# EXERCISE DETAILS:
Tally up the lines below that contain the word "patch" and give the total alone.

--- --- ---

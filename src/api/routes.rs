use axum::{
    extract::DefaultBodyLimit,
    http::HeaderValue,
    middleware,
    routing::{delete, get, patch, post, put},
    Router,
};
use std::sync::Arc;
use tower_http::cors::{AllowOrigin, Any, CorsLayer};
use tower_http::trace::TraceLayer;

use super::handlers;
use crate::auth;
use crate::AppState;

/// Room for the text fields that travel alongside a photo.
const FORM_OVERHEAD: usize = 64 * 1024;

pub fn create_router(state: Arc<AppState>) -> Router {
    let upload_limit = state.config.storage.max_upload_size as usize + FORM_OVERHEAD;

    let mut router = Router::new()
        // Animals
        .route("/api/animals", get(handlers::list_animals))
        .route(
            "/api/animals",
            post(handlers::create_animal).layer(DefaultBodyLimit::max(upload_limit)),
        )
        .route("/api/animals/:id", get(handlers::get_animal))
        .route(
            "/api/animals/:id",
            put(handlers::update_animal).layer(DefaultBodyLimit::max(upload_limit)),
        )
        .route("/api/animals/:id", patch(handlers::patch_animal))
        .route("/api/animals/:id", delete(handlers::delete_animal))
        .route(
            "/api/animals/:id/adopt",
            patch(handlers::adopt_animal).route_layer(middleware::from_fn_with_state(
                Arc::clone(&state),
                auth::require_bearer,
            )),
        )
        // Photos
        .route("/api/animals/:id/photo", get(handlers::animal_photo))
        .route("/api/animals/imagem/:name", get(handlers::stream_photo))
        .route("/uploads/:name", get(handlers::serve_upload))
        // Internal
        .route("/health", get(handlers::health));

    // Test-only routes
    if state.config.test_mode {
        tracing::warn!("TEST_MODE is set, exposing DELETE /admin/purge");
        router = router.route("/admin/purge", delete(handlers::admin_purge));
    }

    router
        .layer(cors_layer(&state.config.cors_allowed_origins))
        .layer(TraceLayer::new_for_http())
        .with_state(state)
}

fn cors_layer(allowed_origins: &[String]) -> CorsLayer {
    let origins: Vec<HeaderValue> = allowed_origins
        .iter()
        .filter_map(|origin| match origin.parse() {
            Ok(value) => Some(value),
            Err(_) => {
                tracing::warn!(origin = %origin, "Ignoring invalid CORS origin");
                None
            }
        })
        .collect();

    let allow_origin = if origins.is_empty() {
        AllowOrigin::from(Any)
    } else {
        AllowOrigin::list(origins)
    };

    CorsLayer::new()
        .allow_origin(allow_origin)
        .allow_methods(Any)
        .allow_headers(Any)
}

--- --- ---

# EXERCISE RESULT:
3